“Courage is grace under pressure.”

– Ernest Hemingway

Thoughts about failure:

  1. Are you making up stuff about what it means for you to have failures?  Why?
  2. How can you bring more grace to the challenges you face every day?
  3. What are some failures you’ve had that are starting to build some wisdom?
  4. What new directions could you create by embracing failures in a state of grace?

Entrepreneurship is FULL of failures.

Small fails:

  • Arriving late to a very important meeting
  • Missing out on the early pricing for a pitch event or missing the deadline to apply to pitch
  • Forgetting to add the shipping charge into your cost analysis (maybe that’s not such a small fail)

Medium fails:

  • Forgetting to publish your blog post on time
  • Sending out the wrong email to your new group of customers
  • Losing the details of an order

Big fails:

  • Forgetting your new hire shows up…today
  • Leaving out the #1 key point of your pitch because you’re nervous
  • Having your site go down when you’re signing people up just before a deadline
  • Missing your launch date

And then there are Fail Whales (as in when Twitter would be completely unavailable due to too traffic causing the site to crash).  These may seem like desirable fails – caused by an amazing amount of demand.   Maybe they are – but probably don’t feel like it at the time.

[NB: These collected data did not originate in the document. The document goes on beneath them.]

use axum::{
    Json,
    extract::{OriginalUri, Path, RawQuery, State},
    http::StatusCode,
};
use serde::Deserialize;

use foodgram_auth_types::identity::IdentityHeaders;
use foodgram_domain::pagination::PageRequest;

use crate::error::FoodgramError;
use crate::handlers::pagination::Paginated;
use crate::handlers::{parse_query, path_id};
use crate::handlers::response::AuthorResponse;
use crate::state::AppState;
use crate::usecase::subscription::{
    ListSubscriptionsUseCase, SubscribeUseCase, UnsubscribeUseCase,
};

#[derive(Deserialize, Default)]
pub struct SubscriptionQuery {
    pub page: Option<u32>,
    pub limit: Option<u32>,
    pub recipes_limit: Option<u64>,
}

// ── GET /api/users/subscriptions ─────────────────────────────────────────────

pub async fn list_subscriptions(
    identity: IdentityHeaders,
    State(state): State<AppState>,
    OriginalUri(uri): OriginalUri,
    RawQuery(raw_query): RawQuery,
) -> Result<Json<Paginated<AuthorResponse>>, FoodgramError> {
    let query: SubscriptionQuery = parse_query(raw_query)?;
    let page = PageRequest::new(query.page, query.limit, state.page_size);
    let uc = ListSubscriptionsUseCase {
        subscriptions: state.subscription_repo(),
        recipes: state.recipe_repo(),
    };
    let authors = uc
        .execute(identity.user_id, page, query.recipes_limit)
        .await?;
    let authors = authors.map(|view| AuthorResponse::new(view, &state));
    Ok(Json(Paginated::new(authors, page, &state.public_url, &uri)))
}

// ── POST /api/users/{id}/subscribe ───────────────────────────────────────────

pub async fn subscribe(
    identity: IdentityHeaders,
    State(state): State<AppState>,
    Path(author_id): Path<String>,
    RawQuery(raw_query): RawQuery,
) -> Result<(StatusCode, Json<AuthorResponse>), FoodgramError> {
    let author_id = path_id(&author_id, FoodgramError::UserNotFound)?;
    let query: SubscriptionQuery = parse_query(raw_query)?;
    let uc = SubscribeUseCase {
        users: state.user_repo(),
        subscriptions: state.subscription_repo(),
        recipes: state.recipe_repo(),
    };
    let view = uc
        .execute(identity.user_id, author_id, query.recipes_limit)
        .await?;
    Ok((StatusCode::CREATED, Json(AuthorResponse::new(view, &state))))
}

// ── DELETE /api/users/{id}/subscribe ─────────────────────────────────────────

pub async fn unsubscribe(
    identity: IdentityHeaders,
    State(state): State<AppState>,
    Path(author_id): Path<String>,
) -> Result<StatusCode, FoodgramError> {
    let author_id = path_id(&author_id, FoodgramError::UserNotFound)?;
    let uc = UnsubscribeUseCase {
        users: state.user_repo(),
        subscriptions: state.subscription_repo(),
    };
    uc.execute(identity.user_id, author_id).await?;
    Ok(StatusCode::NO_CONTENT)
}
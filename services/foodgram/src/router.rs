use axum::{
    Router,
    routing::{get, post, put},
};
use tower_http::services::ServeDir;

use foodgram_core::health::{healthz, readyz};
use foodgram_core::middleware::{propagate_request_id_layer, request_id_layer, trace_layer};

use crate::handlers::{
    ingredient::{get_ingredient, list_ingredients},
    recipe::{
        create_recipe, delete_recipe, download_shopping_cart, get_recipe, list_recipes,
        update_recipe,
    },
    relation::{add_favorite, add_to_shopping_cart, remove_favorite, remove_from_shopping_cart},
    short_link::{follow_link, get_link},
    subscription::{list_subscriptions, subscribe, unsubscribe},
    tag::{get_tag, list_tags},
    user::{
        create_user, delete_avatar, get_me, get_user, list_users, set_avatar, set_password,
    },
};
use crate::state::AppState;

pub fn build_router(state: AppState) -> Router {
    let media = ServeDir::new(&state.images.root);
    Router::new()
        // Health
        .route("/healthz", get(healthz))
        .route("/readyz", get(readyz))
        // Users
        .route("/api/users", get(list_users).post(create_user))
        .route("/api/users/me", get(get_me))
        .route("/api/users/me/avatar", put(set_avatar).delete(delete_avatar))
        .route("/api/users/set_password", post(set_password))
        .route("/api/users/{id}", get(get_user))
        // Subscriptions
        .route("/api/users/subscriptions", get(list_subscriptions))
        .route(
            "/api/users/{id}/subscribe",
            post(subscribe).delete(unsubscribe),
        )
        // Tags / ingredients
        .route("/api/tags", get(list_tags))
        .route("/api/tags/{id}", get(get_tag))
        .route("/api/ingredients", get(list_ingredients))
        .route("/api/ingredients/{id}", get(get_ingredient))
        // Recipes
        .route("/api/recipes", get(list_recipes).post(create_recipe))
        .route(
            "/api/recipes/download_shopping_cart",
            get(download_shopping_cart),
        )
        .route(
            "/api/recipes/{id}",
            get(get_recipe).patch(update_recipe).delete(delete_recipe),
        )
        .route(
            "/api/recipes/{id}/favorite",
            post(add_favorite).delete(remove_favorite),
        )
        .route(
            "/api/recipes/{id}/shopping_cart",
            post(add_to_shopping_cart).delete(remove_from_shopping_cart),
        )
        .route("/api/recipes/{id}/get-link", get(get_link))
        // Short links
        .route("/s/{code}", get(follow_link))
        // Uploaded images
        .nest_service("/media", media)
        .layer(propagate_request_id_layer())
        .layer(trace_layer())
        .layer(request_id_layer())
        .with_state(state)
}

The worst are the cumulative fails.

That’s when you have a few small fails, maybe a medium fail or two, and perhaps a large fail thrown in – all within a time frame that hasn’t been long enough for you to bounce back easily.  You know you will bounce back, but when these cumulative fails happen, the going is rough.

Why is that?  Why does it get rough, when each individual fail isn’t too bad.  Here’s the thing: when we have a few failures in a row we start to think we’re not cut out for this.  We make up ALL kinds of junk about what it means about us as leaders, entrepreneurs, and whether we’re offering anything of value.  Our mind just ratchets up more and more into high gear trying to make sense out of not getting it right.

When that happens, take a step back and just notice how busy your mind is about it all.  Wow!  Our minds are amazing.  And then JUST STOP!  Don’t do that.  You could just as easily, instead, make up something really great about all those accumulated failures.

That’s where grace comes in.

Grace is the ability to take any situation and just FLOW with it.  To flow over, around, and through it all.  To just be present in the midst of failures.  Think Grace.

Once you can grasp a state of grace in your mind, you can have a hope of getting wise from the series of failures you’ve experienced.  Wisdom comes when you start to live through enough of an experience to see the patterns that create and emanate from it. So that you start to recognize when things are lining up for a fall and when they’re not.  And you might still take the fall because there’s something to learn.  Something you can take and turn into a new twist on what you’re doing.

Then failures become your access through grace to a whole new perspective and create the possibility for new adventures, directions, and becoming wise.